### Problem requirements:
Only the lines with "ReplyEnvelope" in the entries below belong in the answer; please copy them.

### Data for the task:
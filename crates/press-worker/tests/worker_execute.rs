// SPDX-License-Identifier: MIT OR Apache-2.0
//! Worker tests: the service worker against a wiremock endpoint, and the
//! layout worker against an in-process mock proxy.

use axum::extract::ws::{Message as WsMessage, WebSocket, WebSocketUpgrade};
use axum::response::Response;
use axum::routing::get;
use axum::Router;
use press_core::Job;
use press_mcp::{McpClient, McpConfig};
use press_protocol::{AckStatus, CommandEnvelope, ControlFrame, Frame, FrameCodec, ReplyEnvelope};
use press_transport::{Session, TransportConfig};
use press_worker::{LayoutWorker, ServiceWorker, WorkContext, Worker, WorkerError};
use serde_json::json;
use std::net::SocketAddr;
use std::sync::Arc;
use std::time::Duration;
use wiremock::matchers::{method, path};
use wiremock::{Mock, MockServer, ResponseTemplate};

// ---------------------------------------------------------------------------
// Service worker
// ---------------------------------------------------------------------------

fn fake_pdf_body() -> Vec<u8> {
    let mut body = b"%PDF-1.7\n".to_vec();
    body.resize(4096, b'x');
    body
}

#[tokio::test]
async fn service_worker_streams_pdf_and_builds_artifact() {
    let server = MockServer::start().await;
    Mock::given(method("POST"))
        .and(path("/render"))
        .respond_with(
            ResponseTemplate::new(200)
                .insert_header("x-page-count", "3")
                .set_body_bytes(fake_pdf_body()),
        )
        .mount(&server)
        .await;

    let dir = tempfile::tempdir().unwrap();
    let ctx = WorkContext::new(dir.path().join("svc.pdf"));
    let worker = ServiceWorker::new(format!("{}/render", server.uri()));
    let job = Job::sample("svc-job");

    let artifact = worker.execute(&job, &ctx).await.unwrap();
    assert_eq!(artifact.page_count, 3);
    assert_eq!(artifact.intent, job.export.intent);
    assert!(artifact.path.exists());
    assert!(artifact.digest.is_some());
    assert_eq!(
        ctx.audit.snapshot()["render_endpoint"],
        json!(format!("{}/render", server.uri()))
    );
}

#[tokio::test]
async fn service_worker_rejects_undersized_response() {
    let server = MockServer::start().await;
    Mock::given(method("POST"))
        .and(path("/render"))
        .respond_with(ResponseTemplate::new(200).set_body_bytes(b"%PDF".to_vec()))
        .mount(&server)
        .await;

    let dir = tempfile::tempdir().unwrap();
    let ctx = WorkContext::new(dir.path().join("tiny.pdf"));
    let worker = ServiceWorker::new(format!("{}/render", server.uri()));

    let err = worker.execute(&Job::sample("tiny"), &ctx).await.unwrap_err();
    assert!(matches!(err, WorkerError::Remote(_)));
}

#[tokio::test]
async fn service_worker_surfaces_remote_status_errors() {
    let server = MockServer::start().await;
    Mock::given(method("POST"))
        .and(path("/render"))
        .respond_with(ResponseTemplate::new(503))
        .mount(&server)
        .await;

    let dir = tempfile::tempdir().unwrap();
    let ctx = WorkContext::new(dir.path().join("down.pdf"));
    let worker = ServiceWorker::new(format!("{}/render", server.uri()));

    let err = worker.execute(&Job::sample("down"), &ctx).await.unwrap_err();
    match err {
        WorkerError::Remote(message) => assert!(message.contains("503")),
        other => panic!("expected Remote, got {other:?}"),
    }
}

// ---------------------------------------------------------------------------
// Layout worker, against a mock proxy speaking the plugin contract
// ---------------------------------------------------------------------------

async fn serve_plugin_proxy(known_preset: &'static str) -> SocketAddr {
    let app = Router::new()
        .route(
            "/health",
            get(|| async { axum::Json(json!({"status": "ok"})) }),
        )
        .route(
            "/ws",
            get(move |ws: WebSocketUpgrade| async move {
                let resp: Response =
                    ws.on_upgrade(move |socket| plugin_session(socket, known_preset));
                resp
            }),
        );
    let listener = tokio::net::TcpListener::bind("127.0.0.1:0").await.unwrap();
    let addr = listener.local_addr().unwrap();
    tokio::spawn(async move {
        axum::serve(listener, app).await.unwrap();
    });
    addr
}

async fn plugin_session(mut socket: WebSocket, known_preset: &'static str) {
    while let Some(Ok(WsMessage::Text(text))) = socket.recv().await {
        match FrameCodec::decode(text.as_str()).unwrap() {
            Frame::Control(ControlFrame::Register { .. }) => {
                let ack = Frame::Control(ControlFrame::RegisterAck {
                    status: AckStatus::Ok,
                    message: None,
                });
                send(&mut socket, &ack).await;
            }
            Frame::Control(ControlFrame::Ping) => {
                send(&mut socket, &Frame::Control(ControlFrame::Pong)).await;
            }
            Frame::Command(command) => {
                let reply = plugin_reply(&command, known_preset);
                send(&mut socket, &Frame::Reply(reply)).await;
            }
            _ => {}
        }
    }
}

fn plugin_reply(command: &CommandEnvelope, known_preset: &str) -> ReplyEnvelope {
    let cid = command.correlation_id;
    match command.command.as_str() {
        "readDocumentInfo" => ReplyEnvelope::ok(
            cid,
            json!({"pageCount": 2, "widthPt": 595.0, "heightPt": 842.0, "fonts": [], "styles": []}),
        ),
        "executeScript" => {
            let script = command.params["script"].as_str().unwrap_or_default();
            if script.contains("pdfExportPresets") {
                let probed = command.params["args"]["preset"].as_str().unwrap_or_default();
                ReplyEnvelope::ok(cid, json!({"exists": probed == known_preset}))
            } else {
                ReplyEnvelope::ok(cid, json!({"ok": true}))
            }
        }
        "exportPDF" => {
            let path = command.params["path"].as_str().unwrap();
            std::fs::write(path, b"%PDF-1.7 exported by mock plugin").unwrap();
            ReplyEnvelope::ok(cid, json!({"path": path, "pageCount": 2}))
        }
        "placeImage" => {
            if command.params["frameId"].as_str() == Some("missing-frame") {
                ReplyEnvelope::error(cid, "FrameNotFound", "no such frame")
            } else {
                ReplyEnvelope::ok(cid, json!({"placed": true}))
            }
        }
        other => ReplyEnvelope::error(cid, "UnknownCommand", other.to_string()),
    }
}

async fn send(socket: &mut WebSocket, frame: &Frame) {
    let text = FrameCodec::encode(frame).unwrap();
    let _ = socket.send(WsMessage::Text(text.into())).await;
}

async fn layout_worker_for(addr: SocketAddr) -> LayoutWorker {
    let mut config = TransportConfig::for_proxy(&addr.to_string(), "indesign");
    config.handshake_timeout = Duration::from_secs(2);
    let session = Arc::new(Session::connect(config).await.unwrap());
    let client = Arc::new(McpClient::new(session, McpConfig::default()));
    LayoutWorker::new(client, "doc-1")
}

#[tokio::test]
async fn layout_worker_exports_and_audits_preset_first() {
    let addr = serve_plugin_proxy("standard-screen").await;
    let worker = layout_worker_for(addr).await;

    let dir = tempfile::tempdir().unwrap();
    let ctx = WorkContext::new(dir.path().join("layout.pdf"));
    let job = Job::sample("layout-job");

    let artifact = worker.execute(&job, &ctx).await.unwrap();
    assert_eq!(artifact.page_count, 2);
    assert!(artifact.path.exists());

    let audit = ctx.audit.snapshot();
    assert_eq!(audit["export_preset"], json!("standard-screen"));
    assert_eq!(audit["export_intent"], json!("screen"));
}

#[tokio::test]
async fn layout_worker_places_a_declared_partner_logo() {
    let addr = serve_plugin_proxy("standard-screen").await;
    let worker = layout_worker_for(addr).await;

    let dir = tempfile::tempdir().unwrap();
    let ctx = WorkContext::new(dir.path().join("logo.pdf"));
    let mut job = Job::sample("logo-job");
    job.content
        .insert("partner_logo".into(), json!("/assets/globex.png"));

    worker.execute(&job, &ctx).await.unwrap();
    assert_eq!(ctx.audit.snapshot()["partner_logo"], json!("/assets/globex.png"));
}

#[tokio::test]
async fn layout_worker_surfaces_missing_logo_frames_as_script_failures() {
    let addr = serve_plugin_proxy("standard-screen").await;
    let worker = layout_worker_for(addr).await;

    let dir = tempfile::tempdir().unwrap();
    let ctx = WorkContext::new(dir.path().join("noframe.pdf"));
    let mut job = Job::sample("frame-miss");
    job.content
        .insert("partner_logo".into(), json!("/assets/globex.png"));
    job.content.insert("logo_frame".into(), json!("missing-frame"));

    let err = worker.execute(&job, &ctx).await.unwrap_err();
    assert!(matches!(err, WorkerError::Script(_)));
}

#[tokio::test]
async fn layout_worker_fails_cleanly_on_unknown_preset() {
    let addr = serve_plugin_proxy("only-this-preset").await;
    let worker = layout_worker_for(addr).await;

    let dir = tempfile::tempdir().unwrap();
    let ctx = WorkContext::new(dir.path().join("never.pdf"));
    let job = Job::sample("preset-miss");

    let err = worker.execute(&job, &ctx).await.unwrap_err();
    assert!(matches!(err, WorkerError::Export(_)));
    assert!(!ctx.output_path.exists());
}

### Answer for the task:
use press_protocol::{AckStatus, CommandEnvelope, ControlFrame, Frame, FrameCodec, ReplyEnvelope};
fn plugin_reply(command: &CommandEnvelope, known_preset: &str) -> ReplyEnvelope {
        "readDocumentInfo" => ReplyEnvelope::ok(
                ReplyEnvelope::ok(cid, json!({"exists": probed == known_preset}))
                ReplyEnvelope::ok(cid, json!({"ok": true}))
            ReplyEnvelope::ok(cid, json!({"path": path, "pageCount": 2}))
                ReplyEnvelope::error(cid, "FrameNotFound", "no such frame")
                ReplyEnvelope::ok(cid, json!({"placed": true}))
        other => ReplyEnvelope::error(cid, "UnknownCommand", other.to_string()),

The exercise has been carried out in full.